Re: A bug with MsgReadv in 6.3.0 SP2 kernel???  
And I confirm that thread 24 on client was indeed calling read() with buffer of 5 bytes. I've analyzed the program logs 
in memory and found the code the thread was executing. Unfortunately, the log level is not high enough and I can't see 
what was the result of the operation directly. Most likely the read() has been aborted by closing the file handle from 
other thread.

> And also, client node is 6.3.2 and does not have patch #0284 integrated into 
> the kernel. Sorry, I've forgotten to mention it.
> 
> 
> > I'm not sure if this has anything to do with the situation and I don't know 
> if
> >  the event I'm going to tell about took place indeed but I have a mechanism 
> of
> >  unblocking threads from requests to the server by sending SIGINT signal 
> with 
> > pthread_kill() to the thread internally in client.

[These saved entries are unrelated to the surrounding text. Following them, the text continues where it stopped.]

//! Notification layer: turns scheduler and job events into chat messages
//! and addresses them to the right conversation.

use std::sync::Arc;

use crate::catalog::Category;
use crate::channels::Channel;
use crate::error::ChannelError;
use crate::router::Identities;
use crate::scheduler::{AccountSlot, Destination, Requester};

/// Who a message is addressed to.
#[derive(Debug, Clone, PartialEq, Eq)]
pub enum Recipient {
    /// A specific conversation (usually where the request came from).
    Conversation(String),
    /// A requester's own chat, looked up in the identity directory.
    Requester(Requester),
}

/// Something worth telling a requester.
#[derive(Debug, Clone, PartialEq, Eq)]
pub enum Notice {
    // Job lifecycle
    Starting,
    Fetched,
    Delivered {
        destination: Destination,
        link: Option<String>,
    },
    AuthInvalid {
        destination: Destination,
    },
    UploadFailed,
    FetchFailed,
    /// Cross-notification: the other requester's job delivered `title`.
    PartnerDelivered {
        title: String,
        destination: Destination,
    },

    // Scheduling
    BusySelf,
    BusyOther,
    QueuedBehindChoice,
    YourTurn,
    ChoicePrompt,
    ChoiceAccepted {
        account: AccountSlot,
    },
    QueuedAfterChoice,

    // Commands
    BroadcastConfirmed {
        online: bool,
    },
    BroadcastAnnouncement {
        online: bool,
    },
    CatalogPick {
        category: Category,
        item: String,
    },
    CatalogEmpty {
        category: Category,
    },
    CatalogUnavailable,
    LyricsUsage,
    LyricsNotYoutube,
    LyricsStarted,
    LyricsCaptionsFetched,
    Lyrics {
        text: String,
    },
    LyricsNoSubtitles,
    LyricsNotConfigured,
    LyricsFailed {
        reason: String,
    },
}

/// A rendered-on-send message produced by the scheduler or a command.
#[derive(Debug, Clone, PartialEq, Eq)]
pub struct Outbound {
    pub recipient: Recipient,
    /// The requester who will read it; picks the form of address.
    pub audience: Requester,
    pub notice: Notice,
}

impl Outbound {
    pub fn to_conversation(target: impl Into<String>, audience: Requester, notice: Notice) -> Self {
        Self {
            recipient: Recipient::Conversation(target.into()),
            audience,
            notice,
        }
    }

    pub fn to_requester(audience: Requester, notice: Notice) -> Self {
        Self {
            recipient: Recipient::Requester(audience),
            audience,
            notice,
        }
    }
}

/// Renders notices into message text.
#[derive(Debug, Clone)]
pub struct Notifier {
    primary_name: String,
    secondary_name: String,
    account_labels: [String; 2],
}

impl Notifier {
    pub fn new(
        primary_name: impl Into<String>,
        secondary_name: impl Into<String>,
        account_labels: [String; 2],
    ) -> Self {
        Self {
            primary_name: primary_name.into(),
            secondary_name: secondary_name.into(),
            account_labels,
        }
    }

    fn name_of(&self, requester: Requester) -> &str {
        match requester {
            Requester::Primary => &self.primary_name,
            Requester::Secondary => &self.secondary_name,
        }
    }

    fn account_label(&self, account: AccountSlot) -> &str {
        match account {
            AccountSlot::First => &self.account_labels[0],
            AccountSlot::Second => &self.account_labels[1],
        }
    }

    fn describe(&self, destination: &Destination) -> String {
        match destination {
            Destination::PhotoLibrary { account } => format!(
                "account {} ({})",
                account.number(),
                self.account_label(*account)
            ),
            Destination::FileHost => "the file host".to_string(),
        }
    }

    /// Render a notice for `audience`.
    pub fn render(&self, notice: &Notice, audience: Requester) -> String {
        let name = self.name_of(audience);
        let other = self.name_of(audience.other());

        match notice {
            Notice::Starting => format!("On it, {name}! Fetching your link now."),
            Notice::Fetched => "Download finished, uploading it now.".to_string(),
            Notice::Delivered {
                destination,
                link: Some(link),
            } => format!(
                "Done, {name}! Uploaded to {}.\n\n🔗 {link}",
                self.describe(destination)
            ),
            Notice::Delivered {
                destination,
                link: None,
            } => format!("Done, {name}! Saved to {}.", self.describe(destination)),
            Notice::AuthInvalid { destination } => format!(
                "The authorization for {} stopped working and was cleared. \
                 Please re-authenticate it from the console.",
                self.describe(destination)
            ),
            Notice::UploadFailed => {
                "The upload failed. Please try again in a little while.".to_string()
            }
            Notice::FetchFailed => "The download failed. The link may be invalid or the \
                                    connection dropped."
                .to_string(),
            Notice::PartnerDelivered { title, destination } => format!(
                "Heads up, {name}: {other} just saved *{title}* to {}.",
                self.describe(destination)
            ),
            Notice::BusySelf => {
                "Still working on your previous request. One at a time, please!".to_string()
            }
            Notice::BusyOther => format!(
                "I'm busy with a request from {other}. You're in the queue and I'll \
                 start yours as soon as it's done."
            ),
            Notice::QueuedBehindChoice => format!(
                "Waiting on {other} to pick a destination. You're in the queue."
            ),
            Notice::YourTurn => format!("Your turn, {name}! Starting your request..."),
            Notice::ChoicePrompt => format!(
                "Which account, {name}?\n\n*1*: {}\n*2*: {}",
                self.account_labels[0], self.account_labels[1]
            ),
            Notice::ChoiceAccepted { account } => format!(
                "Got it, using account {} ({}).",
                account.number(),
                self.account_label(*account)
            ),
            Notice::QueuedAfterChoice => {
                "There's already someone in line; I'll start yours when it's your turn."
                    .to_string()
            }
            Notice::BroadcastConfirmed { online: true } => {
                format!("Told {other} that I'm back online.")
            }
            Notice::BroadcastConfirmed { online: false } => {
                format!("Told {other} that I'm going offline.")
            }
            Notice::BroadcastAnnouncement { online: true } => {
                format!("Hey {name}, I'm back online and taking requests again!")
            }
            Notice::BroadcastAnnouncement { online: false } => {
                format!("Hey {name}, I'm taking a break for now. Back later!")
            }
            Notice::CatalogPick { category, item } => {
                format!("{} *{item}*, here's a {category} pick for you, {name}!", category.emoji())
            }
            Notice::CatalogEmpty { category } => {
                format!("There are no {category} entries in the list yet.")
            }
            Notice::CatalogUnavailable => "I couldn't read the list file.".to_string(),
            Notice::LyricsUsage => {
                "Send the YouTube link along with the command.\nExample: `.letra https://youtube.com/watch?v=...`"
                    .to_string()
            }
            Notice::LyricsNotYoutube => "That command only works with YouTube links.".to_string(),
            Notice::LyricsStarted => format!("Got it, {name}! Fetching the captions..."),
            Notice::LyricsCaptionsFetched => {
                "Captions downloaded, cleaning up the lyrics now...".to_string()
            }
            Notice::Lyrics { text } => format!("✨ *Lyrics* ✨\n\n{text}"),
            Notice::LyricsNoSubtitles => "This video has no manual Portuguese subtitles, and \
                                          automatic ones aren't supported. Try another video?"
                .to_string(),
            Notice::LyricsNotConfigured => {
                "The text-cleanup API key is not configured.".to_string()
            }
            Notice::LyricsFailed { reason } => format!("Something went wrong: {reason}"),
        }
    }
}

/// Renders outbound notices and sends them through the transport.
#[derive(Clone)]
pub struct Outbox {
    channel: Arc<dyn Channel>,
    notifier: Notifier,
    identities: Identities,
}

impl Outbox {
    pub fn new(channel: Arc<dyn Channel>, notifier: Notifier, identities: Identities) -> Self {
        Self {
            channel,
            notifier,
            identities,
        }
    }

    pub fn channel(&self) -> &Arc<dyn Channel> {
        &self.channel
    }

    /// Conversation an outbound message goes to.
    pub fn resolve<'a>(&'a self, recipient: &'a Recipient) -> &'a str {
        match recipient {
            Recipient::Conversation(chat) => chat,
            Recipient::Requester(requester) => self.identities.chat_for(*requester),
        }
    }

    pub async fn deliver(&self, outbound: &Outbound) -> Result<(), ChannelError> {
        let chat = self.resolve(&outbound.recipient);
        let text = self.notifier.render(&outbound.notice, outbound.audience);
        self.channel.send(chat, &text).await.inspect_err(|e| {
            tracing::warn!(chat, notice = ?outbound.notice, error = %e, "Failed to deliver notice");
        })
    }
}

#[cfg(test)]
mod tests {
    use super::*;

    fn notifier() -> Notifier {
        Notifier::new(
            "Boss",
            "Queen",
            ["first@example.com".to_string(), "second@example.com".to_string()],
        )
    }

    #[test]
    fn choice_prompt_lists_both_accounts() {
        let text = notifier().render(&Notice::ChoicePrompt, Requester::Primary);
        assert!(text.contains("*1*: first@example.com"));
        assert!(text.contains("*2*: second@example.com"));
    }

    #[test]
    fn partner_notice_names_the_other_requester_and_title() {
        let text = notifier().render(
            &Notice::PartnerDelivered {
                title: "My_Video".into(),
                destination: Destination::DEFAULT_LIBRARY,
            },
            Requester::Primary,
        );
        assert!(text.contains("Queen"));
        assert!(text.contains("My_Video"));
        assert!(text.contains("account 1"));
    }

    #[test]
    fn delivered_with_link_includes_link() {
        let text = notifier().render(
            &Notice::Delivered {
                destination: Destination::FileHost,
                link: Some("https://files.example/abc".into()),
            },
            Requester::Secondary,
        );
        assert!(text.contains("https://files.example/abc"));
        assert!(text.contains("Queen"));
    }

    #[test]
    fn busy_other_mentions_holder() {
        let text = notifier().render(&Notice::BusyOther, Requester::Secondary);
        assert!(text.contains("Boss"));
    }

    #[test]
    fn outbound_constructors() {
        let o = Outbound::to_requester(Requester::Primary, Notice::YourTurn);
        assert_eq!(o.recipient, Recipient::Requester(Requester::Primary));
        let o = Outbound::to_conversation("c1", Requester::Secondary, Notice::BusySelf);
        assert_eq!(o.recipient, Recipient::Conversation("c1".into()));
    }

    use crate::channels::{Attachment, EventStream};
    use crate::router::Identity;
    use async_trait::async_trait;
    use std::path::{Path, PathBuf};
    use std::sync::Mutex;

    #[derive(Default)]
    struct Recorder(Mutex<Vec<(String, String)>>);

    #[async_trait]
    impl Channel for Recorder {
        fn name(&self) -> &str {
            "recorder"
        }
        async fn start(&self) -> Result<EventStream, ChannelError> {
            Ok(Box::pin(futures::stream::empty()))
        }
        async fn send(&self, chat_id: &str, text: &str) -> Result<(), ChannelError> {
            self.0.lock().unwrap().push((chat_id.to_string(), text.to_string()));
            Ok(())
        }
        async fn download_attachment(
            &self,
            _attachment: &Attachment,
            _dest_dir: &Path,
        ) -> Result<PathBuf, ChannelError> {
            unreachable!()
        }
        async fn health_check(&self) -> Result<(), ChannelError> {
            Ok(())
        }
        async fn shutdown(&self) -> Result<(), ChannelError> {
            Ok(())
        }
    }

    #[tokio::test]
    async fn outbox_resolves_requester_chats() {
        let channel = Arc::new(Recorder::default());
        let outbox = Outbox::new(
            channel.clone(),
            notifier(),
            Identities::new(Identity::new("1").with_chat("primary-dm"), Identity::new("2")),
        );

        outbox
            .deliver(&Outbound::to_requester(Requester::Primary, Notice::YourTurn))
            .await
            .unwrap();
        outbox
            .deliver(&Outbound::to_conversation("group", Requester::Secondary, Notice::BusySelf))
            .await
            .unwrap();

        let sent = channel.0.lock().unwrap();
        assert_eq!(sent[0].0, "primary-dm");
        assert!(sent[0].1.contains("Boss"));
        assert_eq!(sent[1].0, "group");
    }
}
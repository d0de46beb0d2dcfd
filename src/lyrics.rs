//! Lyrics command: manual captions in, cleaned lyrics out.
//!
//! Runs outside the single-flight slot; it is a quick text job and never
//! touches the shared artifact directory.

use std::sync::Arc;

use crate::error::{Error, FetchError, LlmError};
use crate::executors::{CaptionFetcher, TextPipeline};
use crate::notify::{Notice, Outbound, Outbox};
use crate::scheduler::Requester;

pub struct LyricsService {
    captions: Arc<dyn CaptionFetcher>,
    pipeline: Arc<dyn TextPipeline>,
    outbox: Outbox,
}

impl LyricsService {
    pub fn new(
        captions: Arc<dyn CaptionFetcher>,
        pipeline: Arc<dyn TextPipeline>,
        outbox: Outbox,
    ) -> Self {
        Self {
            captions,
            pipeline,
            outbox,
        }
    }

    /// Fetch and clean the lyrics for `url`, reporting progress to
    /// `conversation`.
    pub async fn run(&self, requester: Requester, conversation: &str, url: &str) {
        let notice = match self.transcribe(requester, conversation, url).await {
            Ok(text) => Notice::Lyrics { text },
            Err(e) => {
                tracing::warn!(url, error = %e, "Lyrics request failed");
                failure_notice(&e)
            }
        };
        let outbound = Outbound::to_conversation(conversation, requester, notice);
        // Delivery failures are already logged by the outbox.
        let _ = self.outbox.deliver(&outbound).await;
    }

    async fn transcribe(
        &self,
        requester: Requester,
        conversation: &str,
        url: &str,
    ) -> Result<String, Error> {
        self.progress(requester, conversation, Notice::LyricsStarted)
            .await?;
        let raw = self.captions.fetch_captions(url).await?;
        tracing::info!(url, chars = raw.chars().count(), "Captions fetched");
        self.progress(requester, conversation, Notice::LyricsCaptionsFetched)
            .await?;
        Ok(self.pipeline.clean(&raw).await?)
    }

    async fn progress(
        &self,
        requester: Requester,
        conversation: &str,
        notice: Notice,
    ) -> Result<(), Error> {
        self.outbox
            .deliver(&Outbound::to_conversation(conversation, requester, notice))
            .await?;
        Ok(())
    }
}

fn failure_notice(error: &Error) -> Notice {
    match error {
        Error::Fetch(FetchError::NoManualSubtitles) => Notice::LyricsNoSubtitles,
        Error::Llm(LlmError::NotConfigured { .. }) => Notice::LyricsNotConfigured,
        other => Notice::LyricsFailed {
            reason: other.to_string(),
        },
    }
}

#[cfg(test)]
mod tests {
    use super::*;
    use crate::error::ChannelError;

    #[test]
    fn maps_errors_to_notices() {
        assert_eq!(
            failure_notice(&FetchError::NoManualSubtitles.into()),
            Notice::LyricsNoSubtitles
        );
        assert_eq!(
            failure_notice(
                &LlmError::NotConfigured {
                    provider: "gemini".into()
                }
                .into()
            ),
            Notice::LyricsNotConfigured
        );
        let other: Error = ChannelError::SendFailed {
            name: "t".into(),
            reason: "down".into(),
        }
        .into();
        assert!(matches!(failure_notice(&other), Notice::LyricsFailed { .. }));
    }
}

I know that this should 
> > send unblock pulse to the server and server must unblock the request 
> > explicitly, but maybe the pulse has been lost somehow or it has not been 
> > processed or it has been incorrectly processed while the request was 
> entering 
> > dispatch or was just waiting on mutex before dispatch_handler() for other 
> > thread to finish using the server objects.
> > 
> > > The MsgReadv is in _resmgr_unblock_handler.
> > > 
> > > The thread 24 on the client should still be REPLY blocked on the server at
>  
> > > this point... I would think!
> > > 
> > > Xiaodan Tang wrote:
> > > > The message looks like an _IO_READ (0x0101) with nbyte 5;
> > > > I am not sure why this would causing a MsgRead(). 
> > > > 
> > > > Being said that, blocking a MsgRead() forever is also not the right
> > > > thing to
> > > > happen...
> > > > 
> > > > -xtang
> 
>